Te retengo en el país del antesueño susurrando palabras de aquí que te siguen de lejos. Te susurro palabras porque te alejas. Ahogada ya en el río africano, te dejas llevar, las orillas desfilan en la lejanía y estás casi bien, ya no hay nada que recobrar ni que desear, nada se detiene. Se ven grandes tramos turbulentos en el río y remansos de agua-luz, ya no quieres las palabras. Aun así, sé que me oyes.

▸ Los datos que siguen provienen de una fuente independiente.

//! AI-assisted role authoring.
//!
//! Turns a raw job description into a persisted, searchable role:
//! rewrite the description into professional third-person voice,
//! generate search keywords, store the role, then index it. Persistence
//! is the point of no return; indexing after it is best-effort and an
//! indexing failure never unwinds the stored role.

use chrono::Utc;
use uuid::Uuid;

use crate::completion::{generate_keywords, rewrite_description, CompletionProvider};
use crate::embedding::EmbeddingProvider;
use crate::error::{Result, RmError};
use crate::model::{AiEnhancements, AuthoredRole, JobDescription, Role};
use crate::search::{RoleDocument, SearchIndex};
use crate::store::RoleStore;

pub struct RoleAuthoringPipeline<'a> {
    completer: Option<&'a dyn CompletionProvider>,
    embedder: &'a dyn EmbeddingProvider,
    search: &'a dyn SearchIndex,
    store: &'a dyn RoleStore,
}

impl std::fmt::Debug for RoleAuthoringPipeline<'_> {
    fn fmt(&self, f: &mut std::fmt::Formatter<'_>) -> std::fmt::Result {
        f.debug_struct("RoleAuthoringPipeline")
            .field("completer", &self.completer.is_some())
            .finish_non_exhaustive()
    }
}

impl<'a> RoleAuthoringPipeline<'a> {
    pub fn new(
        completer: Option<&'a dyn CompletionProvider>,
        embedder: &'a dyn EmbeddingProvider,
        search: &'a dyn SearchIndex,
        store: &'a dyn RoleStore,
    ) -> Self {
        Self {
            completer,
            embedder,
            search,
            store,
        }
    }

    /// Author and persist a new role from a job description.
    ///
    /// Errors before [`RoleStore::insert`] leave no trace; errors from
    /// the insert itself surface as [`RmError::Authoring`]. Embedding or
    /// indexing failures after the insert are logged and swallowed, the
    /// role is still returned.
    pub fn author_role(&self, job: &JobDescription, industry_id: &str) -> Result<AuthoredRole> {
        let title = job.title.trim();
        if title.is_empty() {
            return Err(RmError::Validation("role title must not be empty".into()));
        }
        let original = job.description.trim();
        if original.is_empty() {
            return Err(RmError::Validation(
                "role description must not be empty".into(),
            ));
        }

        let industry_name = self
            .store
            .industry_name(industry_id)?
            .ok_or_else(|| RmError::Validation(format!("unknown industry id: {industry_id}")))?;

        let (rewritten, was_rewritten) = rewrite_description(self.completer, title, original);
        let keywords = generate_keywords(self.completer, title, &rewritten);

        let role = Role {
            id: Uuid::new_v4().to_string(),
            title: title.to_string(),
            description: rewritten.clone(),
            industry_id: industry_id.to_string(),
            industry_name,
            level: job.level,
            search_keywords: keywords.clone(),
            is_active: true,
            created_at: Utc::now(),
        };

        self.store
            .insert(&role)
            .map_err(|err| RmError::Authoring(format!("failed to persist role: {err}")))?;
        tracing::info!(role_id = %role.id, title = %role.title, "role persisted");

        self.index_role(&role);

        Ok(AuthoredRole {
            role,
            ai_enhancements: AiEnhancements {
                original_description: original.to_string(),
                rewritten_description: rewritten,
                generated_keywords: keywords,
                was_rewritten,
            },
        })
    }

    /// Push every active role back into the search index. Used after
    /// schema changes or index rebuilds.
    pub fn reindex_all(&self) -> Result<usize> {
        let roles = self.store.fetch_all_active()?;
        let mut documents = Vec::with_capacity(roles.len());
        for role in &roles {
            let vector = self.embedder.embed(&role_search_text(role))?;
            documents.push(RoleDocument::from_role(role, vector));
        }

        let report = self.search.upsert_documents(&documents)?;
        if !report.all_succeeded() {
            return Err(RmError::Search(format!(
                "reindex incomplete: {}",
                report.summary()
            )));
        }
        Ok(report.successful_uploads)
    }

    fn index_role(&self, role: &Role) {
        let vector = match self.embedder.embed(&role_search_text(role)) {
            Ok(vector) => vector,
            Err(err) => {
                tracing::warn!(role_id = %role.id, error = %err, "skipping index update, embedding failed");
                return;
            }
        };

        let document = RoleDocument::from_role(role, vector);
        match self.search.upsert_documents(std::slice::from_ref(&document)) {
            Ok(report) if report.all_succeeded() => {}
            Ok(report) => {
                tracing::warn!(role_id = %role.id, summary = %report.summary(), "index upsert partially failed");
            }
            Err(err) => {
                tracing::warn!(role_id = %role.id, error = %err, "index upsert failed, role remains stored");
            }
        }
    }
}

fn role_search_text(role: &Role) -> String {
    let mut text = format!("{} {} {}", role.title, role.level, role.description);
    if !role.search_keywords.is_empty() {
        text.push(' ');
        text.push_str(&role.search_keywords.join(" "));
    }
    text
}
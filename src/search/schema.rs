//! Index schema definition for the `roles` index.
//!
//! Schema management is an administrative operation separate from
//! query-time behavior; [`index_definition`] renders the create-or-update
//! payload and the client PUTs it idempotently.

use serde_json::{json, Value};

use crate::embedding::EMBEDDING_DIMS;

/// Vector similarity metric used by the engine profile.
pub const VECTOR_METRIC: &str = "cosine";

/// Render the full index definition for the given index name.
pub fn index_definition(index_name: &str) -> Value {
    json!({
        "name": index_name,
        "fields": [
            {"name": "id", "type": "Edm.String", "key": true, "filterable": true},
            {"name": "title", "type": "Edm.String", "searchable": true,
             "analyzer": "en.microsoft"},
            {"name": "description", "type": "Edm.String", "searchable": true,
             "analyzer": "en.microsoft"},
            {"name": "industry_id", "type": "Edm.String", "filterable": true},
            {"name": "industry_name", "type": "Edm.String", "searchable": true,
             "filterable": true, "analyzer": "en.microsoft"},
            {"name": "hierarchy_level", "type": "Edm.String", "filterable": true,
             "facetable": true},
            {"name": "search_keywords", "type": "Edm.String", "searchable": true,
             "analyzer": "en.microsoft"},
            {"name": "embedding_vector", "type": "Collection(Edm.Single)",
             "searchable": true, "dimensions": EMBEDDING_DIMS,
             "vectorSearchProfile": "roles-vector-profile"},
            {"name": "is_active", "type": "Edm.Boolean", "filterable": true},
            {"name": "created_at", "type": "Edm.DateTimeOffset", "filterable": true,
             "sortable": true},
        ],
        "vectorSearch": {
            "algorithms": [{
                "name": "roles-hnsw",
                "kind": "hnsw",
                "hnswParameters": {"metric": VECTOR_METRIC},
            }],
            "profiles": [{
                "name": "roles-vector-profile",
                "algorithm": "roles-hnsw",
            }],
        },
        "semantic": {
            "configurations": [{
                "name": "roles-semantic",
                "prioritizedFields": {
                    "titleField": {"fieldName": "title"},
                    "prioritizedContentFields": [
                        {"fieldName": "description"},
                        {"fieldName": "search_keywords"},
                    ],
                },
            }],
        },
    })
}
use chrono::{DateTime, Utc};
use serde::{Deserialize, Serialize};

use crate::model::HierarchyLevel;

/// Canonical role record owned by the persistence boundary.
///
/// Lifecycle: created by the authoring pipeline or a seeding process,
/// mutated only by explicit updates, never hard-deleted -- roles are
/// deactivated instead so existing matches keep resolving.
#[derive(Debug, Clone, PartialEq, Serialize, Deserialize)]
pub struct Role {
    pub id: String,
    pub title: String,
    /// Always stored in third-person/professional voice.
    pub description: String,
    pub industry_id: String,
    pub industry_name: String,
    pub level: HierarchyLevel,
    /// Order-insensitive set of search keywords.
    pub search_keywords: Vec<String>,
    pub is_active: bool,
    pub created_at: DateTime<Utc>,
}

impl Role {
    /// Whether this role carries the given keyword, ignoring case.
    pub fn has_keyword(&self, keyword: &str) -> bool {
        self.search_keywords
            .iter()
            .any(|k| k.eq_ignore_ascii_case(keyword))
    }
}

/// A matched role paired with its recalibrated relevance and the
/// human-readable reasons it matched. Constructed fresh per query from
/// the engine's selectable fields; never persisted.
#[derive(Debug, Clone, PartialEq, Serialize)]
pub struct RoleMatch {
    pub id: String,
    pub title: String,
    pub description: String,
    pub industry_id: String,
    pub industry_name: String,
    pub hierarchy_level: HierarchyLevel,
    pub search_keywords: Vec<String>,
    /// Clamped to [0.0, 1.0]; serialized with full precision.
    pub relevance_score: f64,
    pub match_reasons: Vec<String>,
}

/// Record of what the AI-assisted authoring actually did to the input.
#[derive(Debug, Clone, PartialEq, Serialize, Deserialize)]
pub struct AiEnhancements {
    pub original_description: String,
    pub rewritten_description: String,
    pub generated_keywords: Vec<String>,
    /// False when the rewrite came back byte-identical and the fallback
    /// table also changed nothing.
    pub was_rewritten: bool,
}

/// Output of the authoring pipeline: the persisted role plus the
/// enhancement record.
#[derive(Debug, Clone, PartialEq, Serialize)]
pub struct AuthoredRole {
    pub role: Role,
    pub ai_enhancements: AiEnhancements,
}
//! Text completion with deterministic fallbacks.
//!
//! [`ApiCompleter`] calls the external completion service; the
//! description-rewrite and keyword-extraction helpers in [`rewrite`]
//! and [`keywords`] wrap it with deterministic substitutes so the
//! authoring pipeline keeps working when the service is unavailable or
//! misbehaving. The contract is "best available answer", never "fail
//! because the AI is imperfect".

pub mod api;
pub mod keywords;
pub mod rewrite;

use crate::error::Result;

pub use api::ApiCompleter;
pub use keywords::generate_keywords;
pub use rewrite::rewrite_description;

/// Pluggable completion backend interface.
pub trait CompletionProvider: Send + Sync {
    /// Generate text for a prompt.
    fn complete(&self, prompt: &str) -> Result<String>;
}
mod authoring_flow;
mod matching_flow;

El niño se duerme y se sumerge en la noche africana, pero en las márgenes del sueño una voz sigue susurrando con suavidad y le sopla en el pelo. Nadie sabe dónde comienza el sueño, dónde se debilita el eco de la canción. La canción ha resbalado sobre él, pero al llegar el sueño —la mano del niño ha soltado poco a poco la mano que tenía cogida— la canción ha permanecido, y es un poco más lenta. Te canto palabras de antesueño a orillas del río amor-amargura, canto solo y suavemente, tu mano se me escapa y no acaba nunca de escaparse.